Fast forward a few years, and it’s another tense meeting. Our demo was part of a presentation to the board of directors who were voting on whether to fund a new multimedia news service, but the video encoding was taking longer than we expected, and we weren’t sure if the bookmark feature would be intuitive enough. More late nights and it all came together. Another project launched.
As different as my two careers may seem from the outside, I never thought they were so different. Switching from theater design to interface design, I traded a forty-foot wide proscenium for one that was just seventeen inches across, and the big gestures of the stage for the more subtle movement of a hand on a mouse.
Are we all on the same team?
One thing that software and theater have in common is how many different skills are required. There are individual performance artists who pretty much do it all — write, direct, design, perform — creating perfect gems of performances, just like there are personal websites conceived and created by a single person. But most productions are the results of work by dozens of different people. At the center is the director, surrounded by the production team: designers, choreographer, and musical directors. Each of them has a team of people to create the design. It takes a lot of collaboration to keep everyone’s work in sync. We used to ask, “Are we all designing the same show?”

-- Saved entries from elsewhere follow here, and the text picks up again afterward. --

//! Configuration loading: TOML file with environment variable overrides.
//!
//! Looks for `homerelay.toml` in the working directory. Every field has a
//! default so the file is optional, except the Antares access key which must
//! come from the file or, preferably, `HOMERELAY_ANTARES_ORIGIN`.
//! Environment variables take precedence over file values.

use serde::Deserialize;

use homerelay_adapter_antares::{AntaresConfig, AntaresError};

/// Top-level configuration.
#[derive(Debug, Default, Deserialize)]
#[serde(default)]
pub struct Config {
    /// HTTP server settings.
    pub server: ServerConfig,
    /// Logging settings.
    pub logging: LoggingConfig,
    /// Antares platform settings.
    pub antares: AntaresConfig,
    /// Control endpoint behaviour.
    pub control: ControlConfig,
}

/// HTTP listener configuration.
#[derive(Debug, Deserialize)]
#[serde(default)]
pub struct ServerConfig {
    /// Address to bind to (e.g. `0.0.0.0`).
    pub host: String,
    /// TCP port.
    pub port: u16,
}

/// Logging configuration.
#[derive(Debug, Deserialize)]
#[serde(default)]
pub struct LoggingConfig {
    /// Filter directive (`RUST_LOG` syntax).
    pub filter: String,
}

/// Control endpoint configuration.
#[derive(Debug, Default, Deserialize)]
#[serde(default)]
pub struct ControlConfig {
    /// Answer `{ error, status }` instead of `{ success, res }` when the
    /// platform rejects a relay command.
    pub strict_status: bool,
}

impl Config {
    /// Load configuration from `homerelay.toml` (if present) then apply
    /// environment-variable overrides.
    ///
    /// # Errors
    ///
    /// Returns an error if the TOML file exists but is malformed, or if the
    /// resulting configuration is invalid.
    pub fn load() -> Result<Self, ConfigError> {
        let mut config = Self::from_file("homerelay.toml")?;
        config.apply_env_overrides();
        config.validate()?;
        Ok(config)
    }

    fn from_file(path: &str) -> Result<Self, ConfigError> {
        match std::fs::read_to_string(path) {
            Ok(content) => toml::from_str(&content).map_err(ConfigError::Parse),
            Err(err) if err.kind() == std::io::ErrorKind::NotFound => Ok(Self::default()),
            Err(err) => Err(ConfigError::Io(err)),
        }
    }

    fn apply_env_overrides(&mut self) {
        self.apply_overrides(|key| std::env::var(key).ok());
    }

    fn apply_overrides(&mut self, var: impl Fn(&str) -> Option<String>) {
        if let Some(val) = var("HOMERELAY_HOST") {
            self.server.host = val;
        }
        if let Some(port) = var("HOMERELAY_PORT").and_then(|val| val.parse().ok()) {
            self.server.port = port;
        }
        let bind = var("HOMERELAY_BIND");
        if let Some((host, port)) = bind.as_deref().and_then(|val| val.rsplit_once(':')) {
            self.server.host = host.to_string();
            if let Ok(port) = port.parse() {
                self.server.port = port;
            }
        }
        if let Some(val) = var("HOMERELAY_LOG") {
            self.logging.filter = val;
        }
        if let Some(val) = var("RUST_LOG") {
            self.logging.filter = val;
        }
        if let Some(val) = var("HOMERELAY_ANTARES_URL") {
            self.antares.base_url = val;
        }
        if let Some(val) = var("HOMERELAY_ANTARES_ORIGIN") {
            self.antares.origin = val;
        }
        if let Some(val) = var("HOMERELAY_ANTARES_APPLICATION") {
            self.antares.application_path = val;
        }
    }

    fn validate(&self) -> Result<(), ConfigError> {
        if self.server.port == 0 {
            return Err(ConfigError::Validation("port must be non-zero".to_string()));
        }
        self.antares.validate()?;
        Ok(())
    }

    /// Return the `host:port` bind address.
    #[must_use]
    pub fn bind_addr(&self) -> String {
        format!("{}:{}", self.server.host, self.server.port)
    }
}

impl Default for ServerConfig {
    fn default() -> Self {
        Self {
            host: "0.0.0.0".to_string(),
            port: 3000,
        }
    }
}

impl Default for LoggingConfig {
    fn default() -> Self {
        Self {
            filter: "homerelayd=info,homerelay=info,tower_http=debug".to_string(),
        }
    }
}

/// Configuration errors.
#[derive(Debug, thiserror::Error)]
pub enum ConfigError {
    /// TOML parse failure.
    #[error("failed to parse config file")]
    Parse(#[from] toml::de::Error),
    /// File I/O failure.
    #[error("failed to read config file")]
    Io(#[from] std::io::Error),
    /// Semantic validation failure.
    #[error("invalid configuration: {0}")]
    Validation(String),
    /// Antares settings cannot produce working requests.
    #[error("invalid Antares configuration")]
    Antares(#[from] AntaresError),
}

#[cfg(test)]
mod tests {
    use super::*;
    use std::collections::HashMap;

    fn valid() -> Config {
        let mut config = Config::default();
        config.antares.origin = "key:secret".to_string();
        config
    }

    #[test]
    fn should_produce_sensible_defaults() {
        let config = Config::default();
        assert_eq!(config.server.host, "0.0.0.0");
        assert_eq!(config.server.port, 3000);
        assert_eq!(config.antares.base_url, "https://platform.antares.id:8443");
        assert!(!config.control.strict_status);
    }

    #[test]
    fn should_parse_minimal_toml() {
        let config: Config = toml::from_str("").unwrap();
        assert_eq!(config.server.port, 3000);
    }

    #[test]
    fn should_parse_full_toml() {
        let toml = "
            [server]
            host = '127.0.0.1'
            port = 9090

            [logging]
            filter = 'debug'

            [antares]
            base_url = 'http://localhost:8443'
            origin = 'key:secret'
            application_path = '/~/cse/id/garage'
            control_container = 'door'
            monitor_container = 'sensor'
            monitor_resource = 'la'
            timeout_secs = 10

            [control]
            strict_status = true
        ";
        let config: Config = toml::from_str(toml).unwrap();
        assert_eq!(config.server.host, "127.0.0.1");
        assert_eq!(config.server.port, 9090);
        assert_eq!(config.logging.filter, "debug");
        assert_eq!(config.antares.origin, "key:secret");
        assert_eq!(config.antares.control_container, "door");
        assert_eq!(config.antares.timeout_secs, Some(10));
        assert!(config.control.strict_status);
    }

    #[test]
    fn should_return_default_when_file_not_found() {
        let config = Config::from_file("nonexistent.toml").unwrap();
        assert_eq!(config.server.port, 3000);
    }

    #[test]
    fn should_reject_zero_port() {
        let mut config = valid();
        config.server.port = 0;
        assert!(matches!(config.validate(), Err(ConfigError::Validation(_))));
    }

    #[test]
    fn should_reject_missing_origin() {
        let config = Config::default();
        assert!(matches!(
            config.validate(),
            Err(ConfigError::Antares(AntaresError::MissingOrigin))
        ));
    }

    #[test]
    fn should_reject_zero_timeout() {
        let mut config = valid();
        config.antares.timeout_secs = Some(0);
        assert!(matches!(
            config.validate(),
            Err(ConfigError::Antares(AntaresError::ZeroTimeout))
        ));
    }

    #[test]
    fn should_accept_valid_config() {
        assert!(valid().validate().is_ok());
    }

    #[test]
    fn should_format_bind_addr() {
        let config = Config::default();
        assert_eq!(config.bind_addr(), "0.0.0.0:3000");
    }

    #[test]
    fn should_apply_overrides() {
        let vars: HashMap<&str, &str> = HashMap::from([
            ("HOMERELAY_BIND", "127.0.0.1:8080"),
            ("HOMERELAY_ANTARES_ORIGIN", "env-key:env-secret"),
            ("HOMERELAY_ANTARES_URL", "http://antares.local"),
            ("RUST_LOG", "trace"),
        ]);
        let mut config = Config::default();

        config.apply_overrides(|key| vars.get(key).map(ToString::to_string));

        assert_eq!(config.bind_addr(), "127.0.0.1:8080");
        assert_eq!(config.antares.origin, "env-key:env-secret");
        assert_eq!(config.antares.base_url, "http://antares.local");
        assert_eq!(config.logging.filter, "trace");
        assert!(config.validate().is_ok());
    }

    #[test]
    fn should_prefer_rust_log_over_homerelay_log() {
        let vars: HashMap<&str, &str> =
            HashMap::from([("HOMERELAY_LOG", "warn"), ("RUST_LOG", "debug")]);
        let mut config = Config::default();

        config.apply_overrides(|key| vars.get(key).map(ToString::to_string));

        assert_eq!(config.logging.filter, "debug");
    }

    #[test]
    fn should_ignore_unparseable_port_override() {
        let vars: HashMap<&str, &str> = HashMap::from([("HOMERELAY_PORT", "http")]);
        let mut config = Config::default();

        config.apply_overrides(|key| vars.get(key).map(ToString::to_string));

        assert_eq!(config.server.port, 3000);
    }

    #[test]
    fn should_report_parse_error_for_invalid_toml() {
        let result: Result<Config, _> = toml::from_str("invalid {{{");
        assert!(result.is_err());
    }
}
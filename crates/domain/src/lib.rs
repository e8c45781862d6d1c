//! # homerelay-domain
//!
//! Pure domain model for the homerelay smart-home bridge.
//!
//! ## Responsibilities
//! - Foundational types: error conventions shared by every layer
//! - Define the **Relay Command** (the two relay states a caller asks for)
//! - Define the oneM2M **Content Instance** envelope the platform expects
//! - Define the **Upstream Reply** (status + raw body) and how it is decoded
//!
//! ## Dependency rule
//! This crate has **no internal dependencies**.
//! It must never import anything from `app`, adapters, or external IO crates.
//! All IO boundaries are expressed as traits in the `app` crate (ports).

pub mod error;

pub mod content_instance;
pub mod relay;
pub mod reply;
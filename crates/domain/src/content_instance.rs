//! oneM2M content instance (`m2m:cin`) representation.
//!
//! A content instance is one unit of data written to a container. The
//! platform expects it wrapped under the `m2m:cin` key:
//!
//! ```json
//! { "m2m:cin": { "con": "<payload>" } }
//! ```

use serde::Serialize;

/// `Content-Type` sent when creating a content instance (`ty=4` is the
/// oneM2M resource type code of a content instance).
pub const CREATE_CONTENT_TYPE: &str = "application/json;ty=4";

/// The body of a content instance.
#[derive(Debug, Clone, PartialEq, Eq, Serialize)]
pub struct ContentInstance {
    /// Content carried by the instance, as a string.
    pub con: String,
}

/// Wire envelope: `{ "m2m:cin": { "con": … } }`.
#[derive(Debug, Clone, PartialEq, Eq, Serialize)]
pub struct ContentInstanceEnvelope {
    #[serde(rename = "m2m:cin")]
    pub cin: ContentInstance,
}

impl ContentInstanceEnvelope {
    /// Wrap a content string.
    pub fn new(con: impl Into<String>) -> Self {
        Self {
            cin: ContentInstance { con: con.into() },
        }
    }

    /// The carried content.
    #[must_use]
    pub fn content(&self) -> &str {
        &self.cin.con
    }
}
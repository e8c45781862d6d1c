//! Raw replies from the IoT platform and how they are decoded.

use serde_json::Value;

use crate::error::DecodeError;

/// Status code and body of a platform reply, before any interpretation.
#[derive(Debug, Clone, PartialEq, Eq)]
pub struct UpstreamReply {
    /// HTTP status code.
    pub status: u16,
    /// Raw response body.
    pub body: Vec<u8>,
}

impl UpstreamReply {
    /// Create a reply from its parts.
    pub fn new(status: u16, body: impl Into<Vec<u8>>) -> Self {
        Self {
            status,
            body: body.into(),
        }
    }

    /// Whether the status is in the `2xx` range.
    #[must_use]
    pub fn is_success(&self) -> bool {
        (200..300).contains(&self.status)
    }

    /// Decode the body as JSON.
    ///
    /// # Errors
    ///
    /// Returns [`DecodeError`] when the body is not valid JSON.
    pub fn json(&self) -> Result<Value, DecodeError> {
        serde_json::from_slice(&self.body).map_err(|source| DecodeError {
            status: self.status,
            source,
        })
    }

    /// Decode the body as JSON, falling back to the body text.
    ///
    /// An empty body yields `null`; a body that is not JSON is returned as a
    /// JSON string.
    #[must_use]
    pub fn json_lenient(&self) -> Value {
        if self.body.iter().all(u8::is_ascii_whitespace) {
            return Value::Null;
        }
        serde_json::from_slice(&self.body).unwrap_or_else(|_| {
            Value::String(String::from_utf8_lossy(&self.body).into_owned())
        })
    }
}
//! JSON API handler modules.

#[allow(clippy::missing_errors_doc)]
pub mod antares;

use axum::Router;
use axum::routing::{get, post};

use homerelay_app::ports::PlatformGateway;

use crate::state::AppState;

/// Build the `/api` sub-router.
pub fn routes<G>() -> Router<AppState<G>>
where
    G: PlatformGateway + 'static,
{
    Router::new()
        .route("/antares/control", post(antares::control::<G>))
        .route("/antares/ol", get(antares::observe::<G>))
}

Sometimes we weren’t. When there was no shared vision–no overall design concept — I would end up in a situation like trying to light a musical comedy with a brown set and dark, brown wool costumes. Brown wool soaks up all the light and dulls the production’s sparkle. The lights may be bright and the actors perky, but the whole effect doesn’t hang together, and the audience can always tell.
But when all the elements work together, the effect is profound.
On the opening night of a new opera that I lit, the curtain opened on a scene that looked just like the pencil sketches from our design brainstorming sessions. Everything had come together to bring that vision to life. It wasn’t just that the stage looked like the picture. A performer told me that it felt like the only place where that opera could possibly take place, that it just “felt right” to be singing that story on that stage.
A theatrical production includes several teams of people. Just in the physical production alone, there are scenery, lighting, costume and sound designers, supported by carpenters, electricians, drapers and a whole raft of craft shops to build and install the sets, props, effects and lights. As many as 50 craftspeople may be working in a theater just a day before opening night. That’s a lot of people, especially for the speed with which shows are produced. The collaboration works only because the roles and responsibilities are well defined and respected.
Despite all my years away from theater, I could still draw a competent light plot. It would not reflect all the new equipment and the design would probably look out of style, but an electrician would still understand it. The design artifacts communicate not only within a single craft, but between disciplines, and they are the language of the collaboration.
We are just beginning to understand all of the roles in designing the user experience. From the brand design that expresses the promise to the user interface that communicates it to the code that supports the functionality and interaction, all of the designers need to be speaking with one voice and a language that lets them work together.
If you can’t find it… it might as well not be there.
A lot of the work of putting on a play is simple craft. In lighting design, that means putting all the pieces together in a technically competent way so circuits don’t blow, lights don’t fall, and fire laws are followed. You need to have the lights placed so the entire stage can be lit, effects can be created… and the budget met. Finally, after all the planning and preparation, you go into the theater and create the cues — the looks, timing, and changes in the lighting — and coordinate them with the work of the actors and the other designers. And here, you get a few moments for inspiration and art.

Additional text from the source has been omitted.